The IMDB dataset
The objective here is to classify a movie review as either positive or negative.
Preparing the data
The data has already been preprocessed: the reviews (sequences of words) have been turned into sequences of integers, where each integer stands for a specific word in a dictionary.
- The argument
num_words = 10000
keep only the top 10,000 most frequently occurring words in the training data.
imdb <- dataset_imdb(num_words = 10000)
train_data <- imdb$train$x
train_labels <- imdb$train$y
test_data <- imdb$test$x
test_labels <- imdb$test$y
- Each review is a list of word indices.
- The labels are lists of 0s and 1s, where 0 stands for negative and 1 stands for positive.
- The first review in the list:
str(train_data[[1]])
## int [1:218] 1 14 22 16 43 530 973 1622 1385 65 ...
train_labels[[1]]
## [1] 1
Turning sequence of integers back to english
Below is the code to turn the reviews from sequence of integers back to english.
word_index <- dataset_imdb_word_index()
reverse_word_index <- names(word_index)
names(reverse_word_index) <- word_index
decoded_review <- sapply(train_data[[1]], function(index) {
word <- if (index >= 3) reverse_word_index[[as.character(index - 3)]]
if (!is.null(word)) word else "?"
})
Turning sequence of integers to tensor format
- The
vectorize_sequences
below will produce a tensor of rank 2 of the form(samples, features)
- Each sample is represented by a feature vector of the size of the dictionary being used with values equal to 1 if a particular word is present and 0 if the particular word is absent.
vectorize_sequences <- function(sequences, dimension = 10000) {
results <- matrix(0, nrow = length(sequences), ncol = dimension)
for (i in 1:length(sequences))
results[i, sequences[[i]]] <- 1
results
}
x_train <- vectorize_sequences(train_data)
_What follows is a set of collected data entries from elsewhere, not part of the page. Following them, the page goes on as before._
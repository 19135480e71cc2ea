//! Fuzz expression parsing and evaluation against a small parameter map.

#![no_main]

use arbitrary::Arbitrary;
use libfuzzer_sys::fuzz_target;
use sqlmapper_reflection::Value;
use sqlmapper_scripting::{Config, DynamicContext, Expression};

#[derive(Debug, Arbitrary)]
struct Input {
    source: String,
    name: Option<String>,
    age: Option<i64>,
    score: f64,
    ids: Vec<i64>,
}

fuzz_target!(|input: Input| {
    let expression = match Expression::parse(&input.source) {
        Ok(expression) => expression,
        Err(e) => {
            assert!(e.position() <= input.source.len());
            return;
        }
    };

    let params = Value::map([
        ("name", input.name.map_or(Value::Null, Value::Text)),
        ("age", input.age.map_or(Value::Null, Value::Int)),
        ("score", Value::Float(input.score)),
        ("ids", Value::list(input.ids)),
    ]);
    let config = Config::default();
    let ctx = DynamicContext::new(&config, &params);
    let _ = expression.evaluate_bool(&ctx);
    let _ = expression.evaluate_iterable(&ctx, true);
});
x_test <- vectorize_sequences(test_data)
y_train <- as.numeric(train_labels)
y_test <- as.numeric(test_labels)
Model definition
model <- keras_model_sequential() %>%
layer_dense(units = 16, activation = "relu", input_shape = c(10000)) %>%
layer_dense(units = 16, activation = "relu") %>%
layer_dense(units = 1, activation = "sigmoid")
Model compilation
model %>% compile(
optimizer = "rmsprop",
loss = "binary_crossentropy",
metrics = c("accuracy")
)
Validating your approach
Create a validation set by setting apart 10,000 samples from the original training data.
val_indices <- 1:10000
x_val <- x_train[val_indices,]
partial_x_train <- x_train[-val_indices,]
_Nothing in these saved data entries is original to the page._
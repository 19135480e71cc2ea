//! Path-based reads and writes over arbitrary host values.

use crate::error::ReflectionError;
use crate::path::{PropertyPath, Segment, list_index};
use crate::property::{NULL, Node, NodeMut, Property};
use crate::value::Value;

/// Resolve one path segment below `owner`.
///
/// A null owner yields null, a missing map key yields null. Unknown struct
/// properties, out-of-range list indexes and indexing into scalars fail.
pub fn child<'o>(
    owner: &'o dyn Property,
    segment: Segment<'_>,
) -> Result<&'o dyn Property, ReflectionError> {
    match (owner.node(), segment) {
        (Node::Null, _) => Ok(&NULL),
        (Node::Object(object), segment) => object.reflector().get(object, segment.key()),
        (Node::Map(map), segment) => Ok(map.lookup(segment.key()).unwrap_or(&NULL)),
        (Node::List(list), Segment::Index(key)) => {
            let index = list_index(key)?;
            list.item(index)
                .ok_or_else(|| ReflectionError::IndexOutOfBounds {
                    path: format!("[{key}]"),
                    index,
                    len: list.len(),
                })
        }
        (Node::List(_) | Node::Scalar(_), Segment::Property(name)) => {
            Err(ReflectionError::NoGetter {
                property: name.to_string(),
                type_name: owner.type_name(),
            })
        }
        (Node::Scalar(_), Segment::Index(key)) => Err(ReflectionError::NotIndexable {
            segment: format!("[{key}]"),
            type_name: owner.type_name(),
        }),
    }
}

fn null_intermediate(path: &PropertyPath<'_>, index: usize) -> ReflectionError {
    let segment = match index {
        0 => "<root>".to_string(),
        i => path.prefix(i - 1).to_string(),
    };
    ReflectionError::NullIntermediate {
        path: path.as_str().to_string(),
        segment,
    }
}

fn with_path(err: ReflectionError, path: &PropertyPath<'_>) -> ReflectionError {
    match err {
        ReflectionError::IndexOutOfBounds { index, len, .. } => {
            ReflectionError::IndexOutOfBounds {
                path: path.as_str().to_string(),
                index,
                len,
            }
        }
        other => other,
    }
}

/// Read-only path navigation over a root value.
///
/// ```
/// use sqlmapper_reflection::{MetaObject, Property, Value};
///
/// let params = Value::map([("user", Value::map([("name", "alice")]))]);
/// let meta = MetaObject::new(&params);
/// assert_eq!(meta.get_value("user.name")?.to_value(), Value::from("alice"));
/// assert!(meta.get_value("user.missing")?.is_null());
/// # Ok::<(), sqlmapper_reflection::ReflectionError>(())
/// ```
#[derive(Clone, Copy)]
pub struct MetaObject<'o> {
    root: &'o dyn Property,
}

impl<'o> MetaObject<'o> {
    /// Wrap a root value.
    #[must_use]
    pub fn new(root: &'o dyn Property) -> Self {
        Self { root }
    }

    /// The wrapped root value.
    #[must_use]
    pub fn root(&self) -> &'o dyn Property {
        self.root
    }

    /// Resolve a property path.
    ///
    /// A null in the middle of the path is an error; a null at the end is
    /// returned as a null property.
    pub fn get_value(&self, path: &str) -> Result<&'o dyn Property, ReflectionError> {
        let parsed = PropertyPath::parse(path)?;
        let mut current = self.root;
        for (i, segment) in parsed.segments().enumerate() {
            if i > 0 && current.is_null() {
                return Err(null_intermediate(&parsed, i));
            }
            current = child(current, segment).map_err(|e| with_path(e, &parsed))?;
        }
        Ok(current)
    }

    /// Check whether a path resolves to a readable property.
    #[must_use]
    pub fn has_getter(&self, path: &str) -> bool {
        self.get_value(path).is_ok()
    }

    /// Readable property names of the root.
    ///
    /// Objects list their properties in declaration order, maps their keys
    /// in sorted order; anything else has none.
    #[must_use]
    pub fn getter_names(&self) -> Vec<String> {
        match self.root.node() {
            Node::Object(object) => object
                .reflector()
                .readable_properties()
                .iter()
                .map(|name| (*name).to_string())
                .collect(),
            Node::Map(map) => map.sorted_keys(),
            _ => Vec::new(),
        }
    }

    /// Resolve a dotted path to the canonical spelling of each struct
    /// property, ignoring case. With `camel_case` underscores in the
    /// requested names are ignored too, so `USER_NAME` finds `userName`.
    ///
    /// Map keys and indexes are kept as written. Returns `None` when a
    /// struct property does not exist.
    #[must_use]
    pub fn find_property(&self, path: &str, camel_case: bool) -> Option<String> {
        let parsed = PropertyPath::parse(path).ok()?;
        let mut current = self.root;
        let mut resolved = String::with_capacity(path.len());

        for segment in parsed.segments() {
            match segment {
                Segment::Property(name) => {
                    let canonical = match current.node() {
                        Node::Object(object) => {
                            let reflector = object.reflector();
                            let wanted = if camel_case {
                                name.replace('_', "")
                            } else {
                                name.to_string()
                            };
                            reflector.find_property(&wanted)?.to_string()
                        }
                        _ => name.to_string(),
                    };
                    if !resolved.is_empty() {
                        resolved.push('.');
                    }
                    resolved.push_str(&canonical);
                    current = child(current, Segment::Property(&canonical)).unwrap_or(&NULL);
                }
                Segment::Index(key) => {
                    resolved.push('[');
                    resolved.push_str(key);
                    resolved.push(']');
                    current = child(current, segment).unwrap_or(&NULL);
                }
            }
        }
        Some(resolved)
    }
}

/// Read-write path navigation over a root value.
pub struct MetaObjectMut<'o> {
    root: &'o mut dyn Property,
    auto_instantiate: bool,
}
y_val <- y_train[val_indices]
partial_y_train <- y_train[-val_indices]
history <- model %>% fit(
partial_x_train,
partial_y_train,
epochs = 20,
batch_size = 512,
validation_data = list(x_val, y_val)
)
Note that the call to fit()
returns a history object. Let’s take a look at it:
str(history)
## List of 2
## $ params :List of 8
## ..$ metrics : chr [1:4] "loss" "acc" "val_loss" "val_acc"
## ..$ epochs : int 20
## ..$ steps : NULL
## ..$ do_validation : logi TRUE
## ..$ samples : int 15000
## ..$ batch_size : int 512
## ..$ verbose : int 1
## ..$ validation_samples: int 10000
## $ metrics:List of 4
## ..$ acc : num [1:20] 0.793 0.903 0.927 0.944 0.953 ...
## ..$ loss : num [1:20] 0.51 0.305 0.227 0.178 0.146 ...
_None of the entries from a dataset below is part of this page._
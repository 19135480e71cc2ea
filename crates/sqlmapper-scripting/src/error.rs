//! Error types for statement compilation and binding.

use sqlmapper_reflection::ReflectionError;
use thiserror::Error;

/// Errors raised while parsing a statement template.
///
/// Positions are byte offsets into the template text the error was found in.
#[derive(Debug, Clone, PartialEq, Eq, Error)]
#[non_exhaustive]
pub enum GrammarError {
    /// A placeholder was opened but never closed.
    #[error("unterminated placeholder '{fragment}' starting at position {position}")]
    UnterminatedToken {
        /// Position of the opening delimiter.
        position: usize,
        /// Text from the opening delimiter to the end of input.
        fragment: String,
    },

    /// A placeholder has no content.
    #[error("empty placeholder '{fragment}' at position {position}")]
    EmptyToken {
        /// Position of the opening delimiter.
        position: usize,
        /// The placeholder text.
        fragment: String,
    },

    /// A parameter attribute key is not recognized.
    #[error(
        "unknown attribute '{key}' in parameter '{fragment}' at position {position} \
         (valid attributes are javaType, jdbcType, mode, numericScale, resultMap, \
         typeHandler, jdbcTypeName)"
    )]
    UnknownAttribute {
        /// The unrecognized key.
        key: String,
        /// The parameter body.
        fragment: String,
        /// Position of the key.
        position: usize,
    },

    /// A parameter attribute has a value that cannot be used.
    #[error("invalid value '{value}' for attribute '{key}' in parameter '{fragment}' at position {position}")]
    InvalidAttribute {
        /// The attribute key.
        key: String,
        /// The rejected value.
        value: String,
        /// The parameter body.
        fragment: String,
        /// Position of the value.
        position: usize,
    },

    /// A parameter body is malformed.
    #[error("invalid parameter '{fragment}' at position {position}: {reason}")]
    InvalidParameter {
        /// The parameter body.
        fragment: String,
        /// Position of the problem.
        position: usize,
        /// What is wrong.
        reason: String,
    },

    /// A test, collection or bind expression is malformed.
    #[error("invalid expression '{fragment}' at position {position}: {reason}")]
    InvalidExpression {
        /// The expression text.
        fragment: String,
        /// Position of the problem within the expression.
        position: usize,
        /// What is wrong.
        reason: String,
    },
}

impl GrammarError {
    /// Position of the problem.
    #[must_use]
    pub fn position(&self) -> usize {
        match self {
            Self::UnterminatedToken { position, .. }
            | Self::EmptyToken { position, .. }
            | Self::UnknownAttribute { position, .. }
            | Self::InvalidAttribute { position, .. }
            | Self::InvalidParameter { position, .. }
            | Self::InvalidExpression { position, .. } => *position,
        }
    }

    /// The offending fragment.
    #[must_use]
    pub fn fragment(&self) -> &str {
        match self {
            Self::UnterminatedToken { fragment, .. }
            | Self::EmptyToken { fragment, .. }
            | Self::UnknownAttribute { fragment, .. }
            | Self::InvalidAttribute { fragment, .. }
            | Self::InvalidParameter { fragment, .. }
            | Self::InvalidExpression { fragment, .. } => fragment,
        }
    }

    /// Shift the position by `base`, for errors found in a slice of a
    /// larger text.
    #[must_use]
    pub fn offset_by(mut self, base: usize) -> Self {
        match &mut self {
            Self::UnterminatedToken { position, .. }
            | Self::EmptyToken { position, .. }
            | Self::UnknownAttribute { position, .. }
            | Self::InvalidAttribute { position, .. }
            | Self::InvalidParameter { position, .. }
            | Self::InvalidExpression { position, .. } => *position += base,
        }
        self
    }
}

/// Errors raised while evaluating a node tree against a parameter object.
#[derive(Debug, Clone, PartialEq, Error)]
#[non_exhaustive]
pub enum EvalError {
    /// A property path in an expression could not be resolved.
    #[error("cannot evaluate '{expression}': {source}")]
    Property {
        /// The expression text.
        expression: String,
        /// The underlying resolution failure.
        #[source]
        source: ReflectionError,
    },

    /// A foreach collection is not a list or map.
    #[error("'{expression}' evaluated to a value of type {actual}, which is not iterable")]
    NotIterable {
        /// The collection expression.
        expression: String,
        /// Type of the value it produced.
        actual: &'static str,
    },

    /// A foreach collection evaluated to null.
    #[error("the collection expression '{expression}' evaluated to null")]
    NullCollection {
        /// The collection expression.
        expression: String,
    },

    /// Two values cannot be ordered or combined.
    #[error("cannot apply '{operator}' to {left} and {right} in '{expression}'")]
    InvalidOperands {
        /// The expression text.
        expression: String,
        /// The operator.
        operator: &'static str,
        /// Type of the left operand.
        left: &'static str,
        /// Type of the right operand.
        right: &'static str,
    },

    /// A method call is not supported for the receiver.
    #[error("method '{method}()' is not supported on {receiver} in '{expression}'")]
    UnsupportedMethod {
        /// The expression text.
        expression: String,
        /// The method name.
        method: String,
        /// Type of the receiver.
        receiver: &'static str,
    },

    /// A dynamic index is neither text nor an integer.
    #[error("invalid index of type {actual} in '{expression}'")]
    InvalidIndex {
        /// The expression text.
        expression: String,
        /// Type of the index value.
        actual: &'static str,
    },

    /// A raw substitution value does not match the configured filter.
    #[error("raw substitution '${{{expression}}}' produced '{value}', which the substitution filter rejects")]
    RejectedSubstitution {
        /// The substitution expression.
        expression: String,
        /// The rendered value.
        value: String,
    },
}

/// Errors raised while resolving the value of a bound parameter.
#[derive(Debug, Clone, PartialEq, Error)]
#[error("cannot bind parameter '{property}' on {type_name}: {source}")]
pub struct BindingError {
    /// Property path of the parameter.
    pub property: String,
    /// Type of the parameter object.
    pub type_name: &'static str,
    /// The underlying resolution failure.
    #[source]
    pub source: ReflectionError,
}

/// Errors that can occur while registering or compiling statements.
#[derive(Debug, Error)]
#[non_exhaustive]
pub enum Error {
    /// The template of a statement is malformed.
    #[error("statement '{statement}': {source}")]
    Grammar {
        /// Statement identifier.
        statement: String,
        /// The grammar failure.
        #[source]
        source: GrammarError,
    },

    /// Evaluating a statement against its parameter failed.
    #[error("statement '{statement}': {source}")]
    Evaluation {
        /// Statement identifier.
        statement: String,
        /// The evaluation failure.
        #[source]
        source: EvalError,
    },

    /// Resolving a bound parameter value failed.
    #[error("statement '{statement}': {source}")]
    Binding {
        /// Statement identifier.
        statement: String,
        /// The binding failure.
        #[source]
        source: BindingError,
    },

    /// Configuration is invalid.
    #[error("configuration error: {0}")]
    Config(String),

    /// A statement or fragment id is registered twice.
    #[error("'{0}' is already registered")]
    DuplicateStatement(String),

    /// No statement is registered under this id.
    #[error("statement '{0}' is not registered")]
    UnknownStatement(String),

    /// An include refers to a fragment that does not exist.
    #[error("statement '{statement}' includes unknown fragment '{refid}'")]
    UnknownFragment {
        /// Statement identifier.
        statement: String,
        /// The missing fragment id.
        refid: String,
    },

    /// Includes form a cycle.
    #[error("statement '{statement}' includes fragment '{refid}' recursively")]
    CircularInclude {
        /// Statement identifier.
        statement: String,
        /// The fragment that closes the cycle.
        refid: String,
    },

    /// A node descriptor document could not be decoded.
    #[error("invalid node descriptor: {0}")]
    Descriptor(#[from] serde_json::Error),
}

impl Error {
    /// The statement this error belongs to, if any.
    #[must_use]
    pub fn statement(&self) -> Option<&str> {
        match self {
            Self::Grammar { statement, .. }
            | Self::Evaluation { statement, .. }
            | Self::Binding { statement, .. }
            | Self::UnknownFragment { statement, .. }
            | Self::CircularInclude { statement, .. } => Some(statement),
            Self::DuplicateStatement(id) | Self::UnknownStatement(id) => Some(id),
            Self::Config(_) | Self::Descriptor(_) => None,
        }
    }

    /// Check if the error is raised while building statements rather than
    /// while compiling them for a parameter.
    #[must_use]
    pub fn is_build_time(&self) -> bool {
        !matches!(self, Self::Evaluation { .. } | Self::Binding { .. })
    }
}

/// Result type for statement operations.
pub type Result<T> = std::result::Result<T, Error>;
## ..$ val_acc : num [1:20] 0.875 0.855 0.885 0.885 0.889 ...
## ..$ val_loss: num [1:20] 0.381 0.357 0.296 0.291 0.283 ...
## - attr(*, "class")= chr "keras_training_history"
The history object includes parameters used to fit the model (history$params
) as well as data for each of the metrics being monitored (history$metrics
).
plot(history)
- You can customize all of this behavior via various arguments to the
plot()
method. - We can create custom visualization by using
as.data.frame()
method on the history to obtain a data frame with factors for each metric as well as training versus validation:
history_df <- as.data.frame(history)
head(history_df)
## epoch value metric data
## 1 1 0.7932000 acc training
## 2 2 0.9034667 acc training
## 3 3 0.9267333 acc training
## 4 4 0.9436667 acc training
## 5 5 0.9529333 acc training
## 6 6 0.9670000 acc training
This fairly naive approach achieves an accuracy of 88%. With state-of-the-art approaches, you should be able to get close to 95%.
Predicting on new data
model %>% predict(x_test[1:10,])
## [,1]
## [1,] 5.316609e-03
## [2,] 9.999976e-01
## [3,] 8.015566e-01
## [4,] 9.935709e-01
## [5,] 9.974100e-01
## [6,] 9.984455e-01
## [7,] 6.220128e-01
## [8,] 1.460681e-06
## [9,] 9.731751e-01
## [10,] 9.999981e-01
Fighting overfitting
Reducing the network’s size
Let’s try a smaller network:
history <- keras_model_sequential() %>%
layer_dense(units = 4, activation = "relu", input_shape = c(10000)) %>%
layer_dense(units = 4, activation = "relu") %>%
layer_dense(units = 1, activation = "sigmoid") %>%
compile(optimizer = "rmsprop",
loss = "binary_crossentropy",
metrics = c("accuracy")) %>%
fit(
partial_x_train,
partial_y_train,
epochs = 20,
batch_size = 512,
validation_data = list(x_val, y_val))
plot(history)
And a bigger network:
history <- keras_model_sequential() %>%
layer_dense(units = 512, activation = "relu", input_shape = c(10000)) %>%
layer_dense(units = 512, activation = "relu") %>%
layer_dense(units = 1, activation = "sigmoid") %>%
compile(optimizer = "rmsprop",
loss = "binary_crossentropy",
metrics = c("accuracy")) %>%
fit(
partial_x_train,
partial_y_train,
epochs = 20,
batch_size = 512,
validation_data = list(x_val, y_val))
plot(history)
Adding weight regularization
Adding L2 weight regularization to the model:
history <- keras_model_sequential() %>%
layer_dense(units = 16, kernel_regularizer = regularizer_l2(0.001),
activation = "relu", input_shape = c(10000)) %>%
layer_dense(units = 16, kernel_regularizer = regularizer_l2(0.001),
activation = "relu") %>%
layer_dense(units = 1, activation = "sigmoid") %>%
compile(optimizer = "rmsprop",
loss = "binary_crossentropy",
metrics = c("accuracy")) %>%
fit(
partial_x_train,
partial_y_train,
epochs = 20,
batch_size = 512,
validation_data = list(x_val, y_val))
plot(history)
Adding dropout
Let’s add two dropout layers in the IMDB network to see how well they do at reducing overfitting.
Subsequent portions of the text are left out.